50% de moins que demandé
Après de multiples consultations dans la nuit de jeudi et vendredi, dans lesquelles le Brésil, l'Union européenne et la Chine sont omniprésents, ce texte représente donc la position d'ouverture des pays riches et n'est pas encore final. Mais les Azerbaïdjanais préviennent qu'ils n'accepteront plus que d'ultimes «ajustements». Le chiffre de 250 milliards par an est inférieur de moitié à ce qu'une alliance de pays en développement réclamaient. Les pays du Sud se concertent avant de réagir officiellement, contrairement aux militants climatiques.

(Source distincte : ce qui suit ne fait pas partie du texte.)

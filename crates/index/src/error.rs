use thiserror::Error;

#[derive(Error, Debug)]
pub enum IndexError {
    #[error("http error: {0}")]
    Http(#[from] reqwest::Error),
    #[error("serde json error: {0}")]
    SerdeJson(#[from] serde_json::Error),
    #[error("index returned {status} on {operation}: {body}")]
    Status {
        operation: &'static str,
        status: u16,
        body: String,
    },
    #[error("collection {0:?} does not exist")]
    MissingCollection(String),
    #[error("vector has {got} dimensions, collection expects {expected}")]
    DimensionMismatch { expected: usize, got: usize },
    #[error("invalid api key header: {0}")]
    Header(String),
}

pub type Result<T> = std::result::Result<T, IndexError>;
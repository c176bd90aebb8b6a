use std::fs;
use std::io::Read;
use std::path::{Path, PathBuf};

use calamine::{open_workbook_auto, Data, DataType, Range, Reader};
use chrono::Timelike;
use csv::ReaderBuilder;
use flate2::read::MultiGzDecoder;
use glob::Pattern;
use walkdir::WalkDir;

use crate::error::{CoreError, Result};
use crate::schema::slugify_column;

pub const DATA_FILE_PATTERN: &str = "*.xlsx,*.xlsm,*.xls,*.ods,*.csv,*.tsv,*.txt,*.csv.gz,*.tsv.gz";

const SNIFF_CANDIDATES: [u8; 4] = [b',', b';', b'\t', b'|'];

#[derive(Debug, Clone, Copy, PartialEq, Eq)]
pub enum SourceFormat {
    Workbook,
    Csv,
    Tsv,
    Text,
    CsvGz,
    TsvGz,
}

impl SourceFormat {
    pub fn from_path(path: &Path) -> Option<Self> {
        let name = path.file_name()?.to_str()?.to_lowercase();
        if name.ends_with(".csv.gz") {
            return Some(SourceFormat::CsvGz);
        }
        if name.ends_with(".tsv.gz") {
            return Some(SourceFormat::TsvGz);
        }
        match path.extension()?.to_str()?.to_lowercase().as_str() {
            "xlsx" | "xlsm" | "xls" | "ods" => Some(SourceFormat::Workbook),
            "csv" => Some(SourceFormat::Csv),
            "tsv" => Some(SourceFormat::Tsv),
            "txt" => Some(SourceFormat::Text),
            _ => None,
        }
    }

    pub fn as_str(&self) -> &'static str {
        match self {
            SourceFormat::Workbook => "workbook",
            SourceFormat::Csv => "csv",
            SourceFormat::Tsv => "tsv",
            SourceFormat::Text => "txt",
            SourceFormat::CsvGz => "csv.gz",
            SourceFormat::TsvGz => "tsv.gz",
        }
    }
}

/// One table: raw header cells plus trimmed string cells, padded to the header width.
/// `numbers` mirrors `rows` and holds the typed value of numeric workbook cells.
#[derive(Debug, Clone, PartialEq)]
pub struct Sheet {
    pub name: String,
    pub headers: Vec<String>,
    pub rows: Vec<Vec<String>>,
    pub numbers: Vec<Vec<Option<f64>>>,
}

impl Sheet {
    pub fn new(name: impl Into<String>, headers: Vec<String>, rows: Vec<Vec<String>>) -> Self {
        let numbers = rows.iter().map(|_| Vec::new()).collect();
        Self::typed(name, headers, rows, numbers)
    }

    pub fn typed(
        name: impl Into<String>,
        headers: Vec<String>,
        rows: Vec<Vec<String>>,
        numbers: Vec<Vec<Option<f64>>>,
    ) -> Self {
        let width = rows.iter().map(Vec::len).max().unwrap_or(0).max(headers.len());
        let mut headers = headers;
        headers.resize(width, String::new());
        let rows = rows
            .into_iter()
            .map(|mut row| {
                row.resize(width, String::new());
                row
            })
            .collect::<Vec<_>>();
        let mut numbers = numbers;
        numbers.resize(rows.len(), Vec::new());
        for row in &mut numbers {
            row.resize(width, None);
        }
        Self {
            name: name.into(),
            headers,
            rows,
            numbers,
        }
    }

    /// Slugified, de-duplicated column names.
    pub fn columns(&self) -> Vec<String> {
        let mut out: Vec<String> = Vec::with_capacity(self.headers.len());
        for (idx, header) in self.headers.iter().enumerate() {
            let base = slugify_column(header, idx);
            let mut candidate = base.clone();
            let mut n = 2;
            while out.contains(&candidate) {
                candidate = format!("{base}_{n}");
                n += 1;
            }
            out.push(candidate);
        }
        out
    }

    pub fn is_blank_row(row: &[String]) -> bool {
        row.iter().all(|cell| cell.trim().is_empty())
    }
}

/// Supported data files directly under `dir` (no recursion), sorted by path.
pub fn list_data_files(dir: &Path) -> Result<Vec<PathBuf>> {
    if !dir.is_dir() {
        return Err(CoreError::MissingSourceDir(dir.to_path_buf()));
    }
    let patterns = build_patterns(DATA_FILE_PATTERN)?;
    let mut files = Vec::new();
    for entry in WalkDir::new(dir).max_depth(1).into_iter().filter_map(|e| e.ok()) {
        if !entry.file_type().is_file() {
            continue;
        }
        let name = entry.file_name().to_string_lossy().to_lowercase();
        if name.starts_with('_') || name.starts_with('~') {
            continue;
        }
        if patterns.iter().any(|pat| pat.matches(&name)) {
            files.push(entry.path().to_path_buf());
        }
    }
    files.sort();
    Ok(files)
}

fn build_patterns(pattern: &str) -> Result<Vec<Pattern>> {
    let mut patterns = Vec::new();
    for raw in pattern.split(',') {
        let trimmed = raw.trim();
        if trimmed.is_empty() {
            continue;
        }
        patterns.push(Pattern::new(&trimmed.to_lowercase()).map_err(|e| CoreError::Pattern(e.msg.to_string()))?);
    }
    Ok(patterns)
}

pub fn read_sheets(path: &Path) -> Result<Vec<Sheet>> {
    let format =
        SourceFormat::from_path(path).ok_or_else(|| CoreError::UnsupportedInput(path.to_path_buf()))?;
    match format {
        SourceFormat::Workbook => read_workbook(path),
        SourceFormat::Csv | SourceFormat::Text => {
            let file = open(path)?;
            Ok(vec![read_delimited(path, file, None, "CSV")?])
        }
        SourceFormat::Tsv => {
            let file = open(path)?;
            Ok(vec![read_delimited(path, file, Some(b'\t'), "TSV")?])
        }
        SourceFormat::CsvGz => {
            let decoder = MultiGzDecoder::new(open(path)?);
            Ok(vec![read_delimited(path, decoder, None, "CSV")?])
        }
        SourceFormat::TsvGz => {
            let decoder = MultiGzDecoder::new(open(path)?);
            Ok(vec![read_delimited(path, decoder, Some(b'\t'), "TSV")?])
        }
    }
}

fn open(path: &Path) -> Result<fs::File> {
    fs::File::open(path).map_err(|err| CoreError::source_read(path, err))
}

fn read_workbook(path: &Path) -> Result<Vec<Sheet>> {
    let mut workbook = open_workbook_auto(path).map_err(|err| CoreError::source_read(path, err))?;
    let mut sheets = Vec::new();
    for name in workbook.sheet_names() {
        let range = workbook
            .worksheet_range(&name)
            .map_err(|err| CoreError::source_read(path, format!("sheet {name}: {err}")))?;
        if let Some(sheet) = sheet_from_range(&name, &range) {
            sheets.push(sheet);
        }
    }
    Ok(sheets)
}

/// First row is the header; `None` for an empty range.
fn sheet_from_range(name: &str, range: &Range<Data>) -> Option<Sheet> {
    let mut rows = range.rows();
    let headers: Vec<String> = rows.next()?.iter().map(cell_to_string).collect();
    let mut text: Vec<Vec<String>> = Vec::new();
    let mut numbers: Vec<Vec<Option<f64>>> = Vec::new();
    for row in rows {
        text.push(row.iter().map(cell_to_string).collect());
        numbers.push(row.iter().map(cell_number).collect());
    }
    Some(Sheet::typed(name, headers, text, numbers))
}

fn cell_to_string(cell: &Data) -> String {
    match cell {
        Data::Empty => String::new(),
        Data::String(value) => value.trim().to_string(),
        Data::Float(value) if value.fract() == 0.0 && value.abs() < 1e15 => {
            format!("{}", *value as i64)
        }
        Data::DateTime(_) => match cell.as_datetime() {
            Some(at) if at.num_seconds_from_midnight() == 0 => at.format("%Y-%m-%d").to_string(),
            Some(at) => at.format("%Y-%m-%d %H:%M:%S").to_string(),
            None => cell.to_string().trim().to_string(),
        },
        other => other.to_string().trim().to_string(),
    }
}

fn cell_number(cell: &Data) -> Option<f64> {
    match cell {
        Data::Float(value) => Some(*value),
        Data::Int(value) => Some(*value as f64),
        _ => None,
    }
}

fn read_delimited<R: Read>(
    path: &Path,
    mut reader: R,
    delimiter: Option<u8>,
    sheet_name: &str,
) -> Result<Sheet> {
    let mut bytes = Vec::new();
    reader
        .read_to_end(&mut bytes)
        .map_err(|err| CoreError::source_read(path, err))?;
    let text = decode_text(bytes);
    let delimiter = delimiter.unwrap_or_else(|| sniff_delimiter(&text));
    let mut csv = ReaderBuilder::new()
        .delimiter(delimiter)
        .has_headers(false)
        .flexible(true)
        .from_reader(text.as_bytes());
    let mut rows = Vec::new();
    for record in csv.records() {
        let record = record.map_err(|err| CoreError::source_read(path, format!("invalid row: {err}")))?;
        rows.push(record.iter().map(|cell| cell.trim().to_string()).collect::<Vec<_>>());
    }
    if rows.is_empty() {
        return Ok(Sheet::new(sheet_name, Vec::new(), Vec::new()));
    }
    let headers = rows.remove(0);
    Ok(Sheet::new(sheet_name, headers, rows))
}

/// UTF-8 (with or without BOM), falling back to Latin-1.
fn decode_text(bytes: Vec<u8>) -> String {
    let body = bytes.strip_prefix(&[0xEF, 0xBB, 0xBF][..]).unwrap_or(&bytes);
    match std::str::from_utf8(body) {
        Ok(text) => text.to_string(),
        Err(_) => body.iter().map(|&b| b as char).collect(),
    }
}

/// Picks the candidate delimiter that appears most often in the header line.
fn sniff_delimiter(text: &str) -> u8 {
    let header = text.lines().find(|line| !line.trim().is_empty()).unwrap_or("");
    let mut best = (b',', 0usize);
    for candidate in SNIFF_CANDIDATES {
        let count = header.bytes().filter(|b| *b == candidate).count();
        if count > best.1 {
            best = (candidate, count);
        }
    }
    best.0
}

«La cible de 250 milliards de dollars ne suffit pas: elle n'est ni assez élevée, ni assez rapide, elle n'est pas bonne. Le monde brûle, nous ne pouvons pas attendre des cacahuètes pendant 11 ans en donnant l'impression de faire une pause dans la sortie des énergies fossiles», a réagi Friederike Roder, de l'ONG Global Citizen. «C'est clairement bien moins que ce dont ont besoin et espèrent les pays en développement», analyse Rob Moore, du centre de réflexion E3G. «Tout accord à la COP devra être le début et non la fin de l'histoire».
Mais les Etats-Unis préviennent déjà que 250 milliards par an représenteraient un effort «extraordinaire» par rapport à l'engagement actuel, selon un haut responsable américain.
«Il y a les moyens d'arriver à un accord»
Le projet d'accord fixe séparément un objectif ambitieux de lever un total de 1.300 milliards de dollars par an d'ici 2035 pour les pays en développement; ce total inclurait la part des pays développés et d'autres sources de financements. Beaucoup s'attendent à une prolongation de la COP29 dans la nuit, voire samedi, comme la plupart des COP. «Il y a les moyens d'arriver à un accord et que j'espère qu'on va pouvoir y arriver», dit un diplomate français.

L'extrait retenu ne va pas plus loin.